By Kareline Daguer, Partner at PwC
However, in most countries PPE was not stocked up in significant quantities, nor were there plans to establish a rapid testing and tracing programme or a holistic understanding of the knock on consequences on the economy. What can we learn from that?
I personally am very keen to see the links between pandemic preparation, analysis and what firms are currently doing to manage and mitigate the financial risks related to climate change. Climate change has become a buzzword in recent years but how much meaningful preparation has it really driven? Last year the Prudential Regulation Authority published Supervisory Statement 3/19 marking a first concrete step in asking firms to take tangible actions towards formalising their approach to climate related financial risks. One year on, on 1st of July 2020 the PRA issued a Dear CEO letter outlining its new revised expectations. Firms are expected to have a fully embedded approach to managing climate related financial risks by the end of 2021. The letter was published to coincide with the publication of the Climate Financial Risk Forum (CFRF) Guide - this industry forum is co-chaired by the PRA and the FCA and its objective is to share best practice.
I believe the PRA is right in building up a sense of urgency into preparations since such pressure might spur firms into action and help achieve the desired outcomes. But I think firms need to think even bigger and really own this challenge. It’s not just a regulatory issue- there is a genuine risk that there is an impact on the whole of society at some point.
In its Dear CEO letter the PRA highlights four key areas of focus: governance, risk management, scenario analysis and disclosures. Although the four areas are important I believe scenario analysis should be the central cog in the climate change risk wheel.

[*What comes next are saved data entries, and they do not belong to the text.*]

//! Book database operations
//!
//! Every query is scoped to the owning user's guid.

use crate::dates::{normalize_date, to_iso};
use crate::db::models::{Book, BookFormat, NewBook};
use crate::{Error, Result};
use chrono::NaiveDate;
use sqlx::sqlite::SqliteRow;
use sqlx::{Row, SqlitePool};
use tracing::{debug, info, warn};

// Legacy rows may hold NULL title/author/format and dates as arbitrary text
const BOOK_COLUMNS: &str = r#"
    id,
    COALESCE(title, '') AS title,
    COALESCE(author, '') AS author,
    COALESCE(format, 'NA') AS format,
    CAST(start_date AS TEXT) AS start_date,
    CAST(end_date AS TEXT) AS end_date,
    isbn,
    owner
"#;

fn book_from_row(row: &SqliteRow) -> Result<Book> {
    let format: String = row.try_get("format")?;
    let start_date: Option<String> = row.try_get("start_date")?;
    let end_date: Option<String> = row.try_get("end_date")?;

    Ok(Book {
        id: row.try_get("id")?,
        title: row.try_get("title")?,
        author: row.try_get("author")?,
        format: format.parse().unwrap_or_else(|_| {
            debug!(format = %format, "Unknown stored format, showing as NA");
            BookFormat::Na
        }),
        start_date: start_date.as_deref().and_then(normalize_date),
        end_date: end_date.as_deref().and_then(normalize_date),
        isbn: row.try_get("isbn")?,
        owner: row.try_get("owner")?,
    })
}

/// Validate and store a book for `owner`
pub async fn insert_book(pool: &SqlitePool, owner: &str, book: &NewBook) -> Result<Book> {
    let book = book.validate()?;

    if let Some(isbn) = &book.isbn {
        if !crate::isbn::is_checksum_valid(isbn) {
            warn!(isbn = %isbn, "ISBN checksum does not match; storing as given");
        }
    }

    let id = sqlx::query(
        r#"
        INSERT INTO books (title, author, format, start_date, end_date, isbn, owner)
        VALUES (?, ?, ?, ?, ?, ?, ?)
        "#,
    )
    .bind(&book.title)
    .bind(&book.author)
    .bind(book.format.as_str())
    .bind(book.start_date.map(to_iso))
    .bind(book.end_date.map(to_iso))
    .bind(&book.isbn)
    .bind(owner)
    .execute(pool)
    .await?
    .last_insert_rowid();

    debug!(book_id = id, owner, "Inserted book");

    Ok(Book {
        id,
        title: book.title,
        author: book.author,
        format: book.format,
        start_date: book.start_date,
        end_date: book.end_date,
        isbn: book.isbn,
        owner: Some(owner.to_string()),
    })
}

/// All books belonging to `owner`, oldest first
pub async fn list_books(pool: &SqlitePool, owner: &str) -> Result<Vec<Book>> {
    let sql = format!("SELECT {} FROM books WHERE owner = ? ORDER BY id", BOOK_COLUMNS);
    let rows = sqlx::query(&sql).bind(owner).fetch_all(pool).await?;

    rows.iter().map(book_from_row).collect()
}

pub async fn get_book(pool: &SqlitePool, owner: &str, id: i64) -> Result<Book> {
    let sql = format!("SELECT {} FROM books WHERE id = ? AND owner = ?", BOOK_COLUMNS);
    let row = sqlx::query(&sql)
        .bind(id)
        .bind(owner)
        .fetch_optional(pool)
        .await?
        .ok_or_else(|| Error::NotFound(format!("Book {}", id)))?;

    book_from_row(&row)
}

/// Delete a book; its reviews go with it
pub async fn delete_book(pool: &SqlitePool, owner: &str, id: i64) -> Result<()> {
    let result = sqlx::query("DELETE FROM books WHERE id = ? AND owner = ?")
        .bind(id)
        .bind(owner)
        .execute(pool)
        .await?;

    if result.rows_affected() == 0 {
        return Err(Error::NotFound(format!("Book {}", id)));
    }

    info!(book_id = id, "Deleted book");
    Ok(())
}

/// Replace both reading dates of a book
pub async fn update_dates(
    pool: &SqlitePool,
    owner: &str,
    id: i64,
    start_date: Option<NaiveDate>,
    end_date: Option<NaiveDate>,
) -> Result<Book> {
    if let (Some(start), Some(end)) = (start_date, end_date) {
        if end < start {
            return Err(Error::InvalidInput(
                "End date cannot be before start date".to_string(),
            ));
        }
    }

    let result = sqlx::query("UPDATE books SET start_date = ?, end_date = ? WHERE id = ? AND owner = ?")
        .bind(start_date.map(to_iso))
        .bind(end_date.map(to_iso))
        .bind(id)
        .bind(owner)
        .execute(pool)
        .await?;

    if result.rows_affected() == 0 {
        return Err(Error::NotFound(format!("Book {}", id)));
    }

    get_book(pool, owner, id).await
}

/// Give every book without an owner to `owner`
///
/// Databases from before accounts existed have `owner` NULL on all rows;
/// the first account to register inherits them.
pub async fn adopt_unowned_books(pool: &SqlitePool, owner: &str) -> Result<u64> {
    let adopted = sqlx::query("UPDATE books SET owner = ? WHERE owner IS NULL")
        .bind(owner)
        .execute(pool)
        .await?
        .rows_affected();

    if adopted > 0 {
        info!(adopted, owner, "Assigned legacy books to user");
    }
    Ok(adopted)
}

#[cfg(test)]
mod tests {
    use super::*;
    use crate::db::init::prepare_database;
    use sqlx::sqlite::SqlitePoolOptions;

    async fn setup_test_db() -> SqlitePool {
        let pool = SqlitePoolOptions::new()
            .max_connections(1)
            .connect("sqlite::memory:")
            .await
            .unwrap();
        prepare_database(&pool).await.unwrap();
        pool
    }

    fn dune() -> NewBook {
        NewBook {
            title: "Dune".to_string(),
            author: "Frank Herbert".to_string(),
            format: BookFormat::Paperback,
            start_date: NaiveDate::from_ymd_opt(2024, 1, 5),
            end_date: None,
            isbn: Some("0-441-17271-7".to_string()),
        }
    }

    #[tokio::test]
    async fn test_insert_and_get_book() {
        let pool = setup_test_db().await;

        let inserted = insert_book(&pool, "alice", &dune()).await.unwrap();
        assert_eq!(inserted.isbn.as_deref(), Some("0441172717"));

        let loaded = get_book(&pool, "alice", inserted.id).await.unwrap();
        assert_eq!(loaded, inserted);
    }

    #[tokio::test]
    async fn test_books_are_owner_scoped() {
        let pool = setup_test_db().await;

        let book = insert_book(&pool, "alice", &dune()).await.unwrap();
        insert_book(&pool, "bob", &NewBook::new("Emma", "Jane Austen")).await.unwrap();

        let alice = list_books(&pool, "alice").await.unwrap();
        assert_eq!(alice.len(), 1);
        assert_eq!(alice[0].title, "Dune");

        assert!(matches!(get_book(&pool, "bob", book.id).await, Err(Error::NotFound(_))));
        assert!(matches!(delete_book(&pool, "bob", book.id).await, Err(Error::NotFound(_))));
        delete_book(&pool, "alice", book.id).await.unwrap();
        assert!(list_books(&pool, "alice").await.unwrap().is_empty());
    }

    #[tokio::test]
    async fn test_legacy_rows_load() {
        let pool = setup_test_db().await;

        sqlx::query(
            "INSERT INTO books (title, author, format, start_date, owner) VALUES (NULL, 'Anon', NULL, '03/04/2021', 'alice'), ('X', 'Y', 'Scroll', 'nan', 'alice')",
        )
        .execute(&pool)
        .await
        .unwrap();

        let books = list_books(&pool, "alice").await.unwrap();
        assert_eq!(books[0].title, "");
        assert_eq!(books[0].format, BookFormat::Na);
        assert_eq!(books[0].start_date, NaiveDate::from_ymd_opt(2021, 3, 4));
        assert_eq!(books[1].format, BookFormat::Na);
        assert_eq!(books[1].start_date, None);
    }

    #[tokio::test]
    async fn test_update_dates() {
        let pool = setup_test_db().await;
        let book = insert_book(&pool, "alice", &dune()).await.unwrap();

        let end = NaiveDate::from_ymd_opt(2024, 2, 1);
        let updated = update_dates(&pool, "alice", book.id, book.start_date, end).await.unwrap();
        assert_eq!(updated.end_date, end);

        let backwards = update_dates(&pool, "alice", book.id, end, book.start_date).await;
        assert!(matches!(backwards, Err(Error::InvalidInput(_))));
    }

    #[tokio::test]
    async fn test_adopt_unowned_books() {
        let pool = setup_test_db().await;
        sqlx::query("INSERT INTO books (title, author) VALUES ('Old', 'Timer'), ('Older', 'Timer')")
            .execute(&pool)
            .await
            .unwrap();
        insert_book(&pool, "bob", &dune()).await.unwrap();

        assert_eq!(adopt_unowned_books(&pool, "alice").await.unwrap(), 2);
        assert_eq!(adopt_unowned_books(&pool, "alice").await.unwrap(), 0);
        assert_eq!(list_books(&pool, "alice").await.unwrap().len(), 2);
        assert_eq!(list_books(&pool, "bob").await.unwrap().len(), 1);
    }
}
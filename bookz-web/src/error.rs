//! Error types for bookz-web
//!
//! JSON endpoints return `{"error": {"code", "message"}}`; HTML handlers
//! turn errors into a redirect with an `?err=` flash message instead.

use axum::{
    http::StatusCode,
    response::{IntoResponse, Response},
    Json,
};
use serde_json::json;
use thiserror::Error;
use tracing::error;

use crate::openlibrary::LookupError;

/// API error type
#[derive(Debug, Error)]
pub enum ApiError {
    /// Resource not found (404)
    #[error("Resource not found: {0}")]
    NotFound(String),

    /// Invalid request (400)
    #[error("Invalid request: {0}")]
    BadRequest(String),

    /// No valid session (401)
    #[error("Unauthorized: {0}")]
    Unauthorized(String),

    /// Forbidden by a runtime setting (403)
    #[error("Forbidden: {0}")]
    Forbidden(String),

    /// Conflict (409), e.g. username taken
    #[error("Conflict: {0}")]
    Conflict(String),

    /// Catalog service failed (502)
    #[error("Lookup failed: {0}")]
    Lookup(#[from] LookupError),

    /// Internal server error (500)
    #[error("Internal server error: {0}")]
    Internal(String),
}

impl From<bookz_common::Error> for ApiError {
    fn from(err: bookz_common::Error) -> Self {
        use bookz_common::Error;
        match err {
            Error::NotFound(msg) => ApiError::NotFound(msg),
            Error::InvalidInput(msg) => ApiError::BadRequest(msg),
            Error::Conflict(msg) => ApiError::Conflict(msg),
            Error::Unauthorized(msg) => ApiError::Unauthorized(msg),
            other => ApiError::Internal(other.to_string()),
        }
    }
}

impl ApiError {
    pub fn status(&self) -> StatusCode {
        match self {
            ApiError::NotFound(_) => StatusCode::NOT_FOUND,
            ApiError::BadRequest(_) => StatusCode::BAD_REQUEST,
            ApiError::Unauthorized(_) => StatusCode::UNAUTHORIZED,
            ApiError::Forbidden(_) => StatusCode::FORBIDDEN,
            ApiError::Conflict(_) => StatusCode::CONFLICT,
            ApiError::Lookup(_) => StatusCode::BAD_GATEWAY,
            ApiError::Internal(_) => StatusCode::INTERNAL_SERVER_ERROR,
        }
    }

    fn code(&self) -> &'static str {
        match self {
            ApiError::NotFound(_) => "NOT_FOUND",
            ApiError::BadRequest(_) => "BAD_REQUEST",
            ApiError::Unauthorized(_) => "UNAUTHORIZED",
            ApiError::Forbidden(_) => "FORBIDDEN",
            ApiError::Conflict(_) => "CONFLICT",
            ApiError::Lookup(_) => "LOOKUP_FAILED",
            ApiError::Internal(_) => "INTERNAL_ERROR",
        }
    }

    /// Message suitable for showing to the user
    pub fn user_message(&self) -> String {
        match self {
            ApiError::NotFound(msg)
            | ApiError::BadRequest(msg)
            | ApiError::Unauthorized(msg)
            | ApiError::Forbidden(msg)
            | ApiError::Conflict(msg) => msg.clone(),
            ApiError::Lookup(err) => err.to_string(),
            ApiError::Internal(_) => "Something went wrong, see the server log".to_string(),
        }
    }
}

impl IntoResponse for ApiError {
    fn into_response(self) -> Response {
        let status = self.status();
        if status.is_server_error() {
            error!("{}", self);
        }

        let body = Json(json!({
            "error": {
                "code": self.code(),
                "message": self.user_message(),
            }
        }));

        (status, body).into_response()
    }
}

/// Result type for API handlers
pub type ApiResult<T> = Result<T, ApiError>;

Identifying and developing the most relevant scenarios that impact each firm will allow management to feed the insights gained into its strategy and decision making.
This is expected to be an iterative process and examples of good practice may include: choosing a range of scenarios that cover shorter and longer term horizons; using core scenarios to shape strategy whilst using tail scenarios to inform the limits to risk appetite and help draw up necessary mitigation strategies; and using reverse stress tests to help understand whether climate related causes may cause the firm to fail in certain scenarios. This is where the importance of the exercise becomes obvious, not just to make sure that the firm is doing what the regulator expects but to ensure it will be prepared when some of these scenarios start becoming a reality.
Developing an integrated approach to scenario analysis in the next 18 months requires significant technical expertise and use of tools, in order to embed it in this timeframe will require firms to start making a more concerted effort today.
As demonstrated by this pandemic, a wait and see approach, ticking boxes and looking at the issue with the objective to keep the regulators happy could be a very costly mistake. The impact of climate change and the transition to a low carbon economy might end up being more or less severe but one thing is certain: preparing for it by developing the knowledge and expertise needed will mean we will all be better off in the long run, we should embrace the challenge.